Business evictions on hold till March
Newsom executive order extends local bans
Gov. Gavin Newsom signed an executive order on Wednesday allowing local jurisdictions to continue banning commercial evictions of tenants affected by the coronavirus pandemic until the end of March 2021.
Newsom cited the ongoing economic fallout from the pandemic and the need to protect businesses in extending the order, which was set to expire at the end of September.
Retailers, gyms, barbershops and restaurants were forced to shutter for months under Bay Area health orders, causing unprecedented economic devastation. More than 2,000 Bay Area businesses were permanently closed in San Francisco and the East Bay and another 3,000 were temporarily closed, according to data from Yelp as of July 10. The San Francisco metro area had the thirdhighest rate of permanent closures in the country, behind only Honolulu and Las Vegas, according to Yelp.

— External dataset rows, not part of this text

impl GeometryInstance {
    fn new(
        transform: [f32; 12],
        id: u32,
        mask: u8,
        sbt_offset: u32,
        flags: ash::vk::GeometryInstanceFlagsKHR,
        blas_address: vk::DeviceAddress,
    ) -> Self {
        let mut instance = GeometryInstance {
            transform,
            instance_id_and_mask: 0,
            instance_sbt_offset_and_flags: 0,
            blas_address,
        };
        instance.set_id(id);
        instance.set_mask(mask);
        instance.set_sbt_offset(sbt_offset);
        instance.set_flags(flags);
        instance
    }

    fn set_id(&mut self, id: u32) {
        let id = id & 0x00ffffff;
        self.instance_id_and_mask |= id;
    }

    fn set_mask(&mut self, mask: u8) {
        let mask = mask as u32;
        self.instance_id_and_mask |= mask << 24;
    }

    fn set_sbt_offset(&mut self, offset: u32) {
        let offset = offset & 0x00ffffff;
        self.instance_sbt_offset_and_flags |= offset;
    }

    fn set_flags(&mut self, flags: ash::vk::GeometryInstanceFlagsKHR) {
        let flags = flags.as_raw() as u32;
        self.instance_sbt_offset_and_flags |= flags << 24;
    }
}

#[cfg(test)]
mod tests {
    use super::*;

    #[test]
    fn instance_id_and_mask_packing() {
        let inst = GeometryInstance::new(
            [0.0; 12],
            0x00ab_cdef,
            0xff,
            0,
            vk::GeometryInstanceFlagsKHR::FORCE_OPAQUE,
            0,
        );

        assert_eq!(inst.instance_id_and_mask, 0xff00_0000 | 0x00ab_cdef);
        // FORCE_OPAQUE is bit 2 of the flags byte
        assert_eq!(inst.instance_sbt_offset_and_flags >> 24, 0x04);
    }

    #[test]
    fn transparent_instances_are_not_force_opaque() {
        let inst = GeometryInstance::new(
            [0.0; 12],
            0,
            0xff,
            0,
            vk::GeometryInstanceFlagsKHR::FORCE_NO_OPAQUE,
            0,
        );

        assert_eq!(inst.instance_sbt_offset_and_flags >> 24, 0x08);
    }
}
mod graph;
mod hl;
mod pass_api;
mod pass_builder;
mod resource;
mod resource_registry;
mod temporal;

pub mod imageops;
pub mod renderer;

pub use graph::*;
pub use hl::*;
pub use pass_api::*;
pub use pass_builder::*;
pub use resource::*;
pub use resource_registry::ResourceRegistry;
pub use temporal::*;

San Francisco Mayor London Breed said the city would extend its local eviction moratorium until the end of March.
“Losing these protections would have been devastating for struggling small businesses,” Breed wrote on Twitter.

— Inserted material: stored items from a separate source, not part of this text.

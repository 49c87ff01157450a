use crate::RenderGraphPipelines;

use super::{graph::RenderGraphExecutionParams, resource::*, RgComputePipelineHandle};
use lustre_backend::{
    ash::vk,
    dynamic_constants::DynamicConstants,
    vk_sync,
    vulkan::{ray_tracing::RayTracingAcceleration, shader::ComputePipeline},
    BackendError,
};
use std::sync::Arc;

pub enum AnyRenderResource {
    OwnedImage(Image),
    ImportedImage(Arc<Image>),
    OwnedBuffer(Buffer),
    ImportedBuffer(Arc<Buffer>),
    ImportedRayTracingAcceleration(Arc<RayTracingAcceleration>),
}

pub enum AnyRenderResourceRef<'a> {
    Image(&'a Image),
    Buffer(&'a Buffer),
    RayTracingAcceleration(&'a RayTracingAcceleration),
}

impl AnyRenderResource {
    pub fn borrow(&self) -> AnyRenderResourceRef {
        match self {
            AnyRenderResource::OwnedImage(inner) => AnyRenderResourceRef::Image(inner),
            AnyRenderResource::ImportedImage(inner) => AnyRenderResourceRef::Image(inner.as_ref()),
            AnyRenderResource::OwnedBuffer(inner) => AnyRenderResourceRef::Buffer(inner),
            AnyRenderResource::ImportedBuffer(inner) => {
                AnyRenderResourceRef::Buffer(inner.as_ref())
            }
            AnyRenderResource::ImportedRayTracingAcceleration(inner) => {
                AnyRenderResourceRef::RayTracingAcceleration(inner.as_ref())
            }
        }
    }
}

pub(crate) struct RegistryResource {
    pub resource: AnyRenderResource,
    pub access_type: vk_sync::AccessType,
}

/// Resolves pass-scoped `Ref`s to the physical resources picked when graph
/// execution began.
pub struct ResourceRegistry<'exec_params, 'constants> {
    pub execution_params: RenderGraphExecutionParams<'exec_params>,
    pub(crate) resources: Vec<RegistryResource>,
    pub dynamic_constants: &'constants mut DynamicConstants,
    pub pipelines: RenderGraphPipelines,
}

impl<'exec_params, 'constants> ResourceRegistry<'exec_params, 'constants> {
    pub(crate) fn resource<Res: Resource>(&self, handle: RawGraphHandle) -> &Res {
        Res::borrow_resource(&self.resources[handle.id as usize].resource)
    }

    pub fn image<ViewType: GpuViewType>(&self, resource: Ref<Image, ViewType>) -> &Image {
        self.resource(resource.handle)
    }

    pub fn buffer<ViewType: GpuViewType>(&self, resource: Ref<Buffer, ViewType>) -> &Buffer {
        self.resource(resource.handle)
    }

    pub fn rt_acceleration<ViewType: GpuViewType>(
        &self,
        resource: Ref<RayTracingAcceleration, ViewType>,
    ) -> &RayTracingAcceleration {
        self.resource(resource.handle)
    }

    pub(crate) fn image_view(
        &self,
        resource: RawGraphHandle,
        view_desc: &ImageViewDesc,
    ) -> Result<vk::ImageView, BackendError> {
        let image: &Image = self.resource(resource);
        image.view(self.execution_params.device, view_desc)
    }

    pub fn compute_pipeline(&self, pipeline: RgComputePipelineHandle) -> Arc<ComputePipeline> {
        let handle = self.pipelines.compute[pipeline.id];
        self.execution_params.pipeline_cache.get_compute(handle)
    }
}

San Francisco stores, gyms and barbershops are allowed to reopen at reduced capacity, but restaurants still have not been approved for indoor dining. City officials are requesting that the state reevaluate a
decision to designate the city as red rather than orange under the state’s reopening system. An orange designation, based on improving infection numbers, would allow restaurants to reopen indoors.
Laurie Thomas, executive director of the Golden Gate Restaurant Association in San Francisco, said this month that restaurants continue to struggle even with the expansion of outdoor dining.
Thomas owns two restaurants, Rose’s Cafe and Terzo, where she had to lay off 65 people and lost tens of thousands of dollars in August with outdoor dining.
“I'm not even sure we're going to survive,” she said.
Major retailers, including Gap, Nordstrom and Saks, have been sued by landlords for alleged nonpayment of rent at San Francisco properties.
In June, the Legislature killed SB939, sponsored by Scott Wiener, DSan Francisco, that would have made the eviction protections permanent during the pandemic. The bill also would have allowed lease negotiations for tenants hurt by the coronavirus and allowed them to break leases with no penalties. The proposal was heavily opposed by the real estate industry.